Entwicklung ITK-Ausbildungsverträge

2015 wurden nach Angaben des Bundesinstituts für Berufsbildung (BiBB) 15.294, im Jahr davor 15.006 neue Ausbildungsverträge ge­schlossen. Zuwächse gab es vor allem bei den Fachinformatikern/-innen (plus 3,1 Prozent) und IT-Systemkaufleuten (plus 2,4 Prozent).

Aus Sicht der IG Metall ist dieser Anstieg zwar erfreulich. Er steht aber in keinem Verhältnis zum realen Beschäftigungsanstieg in der ITK-Branche und zu den Prognosen über den Fachkräftebedarf. Der Anteil der Auszubildenden in den IT-Berufen an der Gesamtzahl der ITK-Beschäftigten verschlechtert sich damit sogar.

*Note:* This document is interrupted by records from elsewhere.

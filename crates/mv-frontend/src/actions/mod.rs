//! Action handling module
//!
//! Toolbar buttons and keyboard shortcuts queue [`AppAction`]s on the
//! [`AppState`]; they are processed once per frame before the viewport
//! handles pointer input.

use mv_core::InteractionMode;

use crate::config::{SharedConfig, UiTheme};
use crate::state::{AppAction, AppState};

/// Context for action handlers
pub struct ActionContext<'a> {
    pub state: &'a mut AppState,
    pub config: &'a SharedConfig,
}

impl<'a> ActionContext<'a> {
    pub fn new(state: &'a mut AppState, config: &'a SharedConfig) -> Self {
        Self { state, config }
    }
}

/// Dispatch an action to the appropriate handler
pub fn dispatch_action(action: AppAction, ctx: &mut ActionContext) {
    let state = &mut *ctx.state;
    match action {
        AppAction::SetMode(mode) => match mode {
            InteractionMode::Viewer => state.controller.set_view_mode(&mut state.scene),
            InteractionMode::Translate => state.controller.set_translate_mode(&mut state.scene),
            InteractionMode::Rotate => state.controller.set_rotate_mode(&mut state.scene),
        },
        AppAction::ResetToOrigin => state.controller.reset_to_origin(&mut state.scene),
        AppAction::SaveCurrentAsOrigin => state.controller.save_current_as_origin(&state.scene),
        AppAction::ToggleTheme => {
            let mut config = ctx.config.write();
            let next = match config.config().ui.theme {
                UiTheme::Dark => UiTheme::Light,
                UiTheme::Light => UiTheme::Dark,
            };
            config.set_theme(next);
            if let Err(e) = config.save() {
                tracing::error!("Failed to save config: {}", e);
            }
        }
    }
}

/// Drain and dispatch all pending actions
pub fn process_actions(state: &mut AppState, config: &SharedConfig) {
    let actions = state.take_pending_actions();
    if actions.is_empty() {
        return;
    }
    let mut ctx = ActionContext::new(state, config);
    for action in actions {
        tracing::debug!("Processing {:?}", action);
        dispatch_action(action, &mut ctx);
    }
}

/// Keyboard shortcut for an action, checked when no text field has focus
pub fn shortcut_action(input: &egui::InputState) -> Option<AppAction> {
    if input.modifiers.any() {
        return None;
    }
    if input.key_pressed(egui::Key::V) || input.key_pressed(egui::Key::Escape) {
        Some(AppAction::SetMode(InteractionMode::Viewer))
    } else if input.key_pressed(egui::Key::T) {
        Some(AppAction::SetMode(InteractionMode::Translate))
    } else if input.key_pressed(egui::Key::R) {
        Some(AppAction::SetMode(InteractionMode::Rotate))
    } else {
        None
    }
}
//! Global constants for mv-core

/// Name substring that marks an object as translatable/rotatable
pub const MOVABLE_MARKER: &str = "_mov";

/// Objects at or below this material opacity are treated as invisible
pub const VISIBILITY_THRESHOLD: f32 = 0.01;

/// Hover pulse base emissive intensity
pub const HOVER_BASE_INTENSITY: f32 = 0.3;

/// Hover pulse amplitude
pub const HOVER_PULSE_AMPLITUDE: f32 = 0.2;

/// Hover pulse angular frequency (rad/s), one period is ~1.26 s
pub const HOVER_PULSE_FREQUENCY: f32 = 5.0;

/// Emissive colour applied to a hovered object (full-bright white)
pub const HOVER_HIGHLIGHT_COLOR: [f32; 3] = [1.0, 1.0, 1.0];

/// Default colour for objects without an explicit material colour (RGBA)
pub const DEFAULT_COLOR: [f32; 4] = [0.7, 0.7, 0.7, 1.0];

„Wir fordern die ITK-Unternehmen auf, ihre Ausbildungsanstrengungen dringend und drastisch zu erhöhen und stärker selbst für den eigenen Fachkräftenachwuchs zu sorgen”, sagt Michael Schmitzer, Leiter Ressort Junge IG Metall. „Die Branche steht vor akuten Problemen bei der Aquise von Personal. Dabei sind die Ausbildungsberufe durch die Kombination aus technischen und sozialen Inhalten sehr attraktiv. Besonders internetaffine junge Leute haben durch ihre Technikbegeisterung und ihre Innovationsbereitschaft schon den passenden Zugang und den Willen, sich einzubringen. Diese Chance sollten die Unternehmen der ITK-Branchen nutzen. Denn Ausbildung ist eine Investition in die Zukunft des eigenen Unternehmens.”